Dr. Dalal observes: “Sri Aurobindo uses the term ‘psychic being’ (from Greek psukhe, meaning the soul) for the inmost being which supports the outer and the inner beings. The psychic being in its essence, called the psyche or psychic entity, is a spark or portion of the Divine present in all things and creatures. In the course of evolution the psyche grows into an individual psychic personality in the human being and is then called the psychic being.”

“Whereas the universal Self, the Atman, is unborn, and stands above the evolutionary process and is unaffected by it, the psychic being is the evolving soul which, though immortal, passes through cycles of physical birth and death, growing from life to life.”

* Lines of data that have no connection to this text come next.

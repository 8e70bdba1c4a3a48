//! Test utilities and mock backends
//!
//! Mock implementations of the `InferenceBackend` trait so pipeline behavior
//! can be tested without model files or ONNX Runtime. The mock factory shares
//! its statistics with every backend it creates, letting tests observe how
//! often sessions are rebuilt.

use crate::config::ProcessorConfig;
use crate::error::{InpaintError, Result};
use crate::inference::{BackendFactory, InferenceBackend};
use crate::models::ModelArtifact;
use crate::utils::ModelInputs;
use instant::Duration;
use ndarray::Array4;
use std::sync::atomic::{AtomicUsize, Ordering};
use std::sync::Arc;

/// What a mock backend should do when asked to infer
#[derive(Debug, Clone, Copy, PartialEq)]
pub enum MockBehavior {
    /// Return the image tensor unchanged (identity transform)
    Identity,
    /// Return a tensor filled with one normalized value
    SolidNormalized(f32),
    /// Return a tensor filled with one byte-range value
    SolidByteRange(f32),
    /// Fail during initialization
    FailInitialize,
    /// Fail during inference
    FailInference,
}

/// Shared call counters for mock backends
#[derive(Debug, Default)]
pub struct MockStats {
    initializations: AtomicUsize,
    inferences: AtomicUsize,
}

impl MockStats {
    /// Number of successful backend initializations so far
    pub fn initializations(&self) -> usize {
        self.initializations.load(Ordering::SeqCst)
    }

    /// Number of inference calls so far
    pub fn inferences(&self) -> usize {
        self.inferences.load(Ordering::SeqCst)
    }
}

/// Mock inference backend for tests
#[derive(Debug)]
pub struct MockInpaintBackend {
    behavior: MockBehavior,
    initialized: bool,
    stats: Arc<MockStats>,
}

impl MockInpaintBackend {
    /// Create a standalone mock with its own statistics
    #[must_use]
    pub fn new(behavior: MockBehavior) -> Self {
        Self {
            behavior,
            initialized: false,
            stats: Arc::new(MockStats::default()),
        }
    }

    fn with_stats(behavior: MockBehavior, stats: Arc<MockStats>) -> Self {
        Self {
            behavior,
            initialized: false,
            stats,
        }
    }
}

impl InferenceBackend for MockInpaintBackend {
    fn initialize(
        &mut self,
        artifact: &ModelArtifact,
        _config: &ProcessorConfig,
    ) -> Result<Option<Duration>> {
        if self.behavior == MockBehavior::FailInitialize {
            return Err(InpaintError::model_load(format!(
                "Mock refused to build a session for {}",
                artifact.identity
            )));
        }
        self.initialized = true;
        self.stats.initializations.fetch_add(1, Ordering::SeqCst);
        Ok(Some(Duration::from_millis(1)))
    }

    fn infer(&mut self, inputs: &ModelInputs) -> Result<Array4<f32>> {
        if !self.initialized {
            return Err(InpaintError::runtime_unavailable(
                "Mock backend not initialized",
            ));
        }
        self.stats.inferences.fetch_add(1, Ordering::SeqCst);

        let shape = inputs.image.dim();
        match self.behavior {
            MockBehavior::Identity => Ok(inputs.image.clone()),
            MockBehavior::SolidNormalized(value) => Ok(Array4::from_elem(shape, value)),
            MockBehavior::SolidByteRange(value) => Ok(Array4::from_elem(shape, value)),
            MockBehavior::FailInference => {
                Err(InpaintError::inference("Mock engine rejected the run"))
            },
            MockBehavior::FailInitialize => unreachable!("initialize would have failed"),
        }
    }

    fn is_initialized(&self) -> bool {
        self.initialized
    }
}

/// Factory producing mock backends that share one statistics block
pub struct MockBackendFactory {
    behavior: MockBehavior,
    stats: Arc<MockStats>,
}

impl MockBackendFactory {
    /// Create a factory producing backends with the given behavior
    #[must_use]
    pub fn new(behavior: MockBehavior) -> Self {
        Self {
            behavior,
            stats: Arc::new(MockStats::default()),
        }
    }

    /// Statistics shared across all backends this factory created
    #[must_use]
    pub fn stats(&self) -> Arc<MockStats> {
        Arc::clone(&self.stats)
    }
}

impl BackendFactory for MockBackendFactory {
    fn create_backend(&self) -> Result<Box<dyn InferenceBackend>> {
        Ok(Box::new(MockInpaintBackend::with_stats(
            self.behavior,
            Arc::clone(&self.stats),
        )))
    }
}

Sri Aurobindo notes: “The psychic being can at first exercise only a concealed and partial and indirect action through the mind, the life and the body, since it is these parts of Nature that have to be developed as its instruments of self-expression, and it is long confined by their evolution. Missioned to lead man in the Ignorance towards the light of the Divine Consciousness, it takes the essence of all experience in the Ignorance to form a nucleus of soul-growth in the nature; the rest it turns into material for the future growth of the instruments which it has to use until they are ready to be a luminous instrumentation of the Divine…. It is the psychic personality in us that flowers as the saint, the sage, the seer; when it reaches its full strength, it turns the being towards the Knowledge of Self and the Divine, towards the supreme Truth, the supreme Good, the supreme Beauty, Love and Bliss, the divine heights and largenesses, and opens us to the touch of spiritual sympathy, universality, oneness.”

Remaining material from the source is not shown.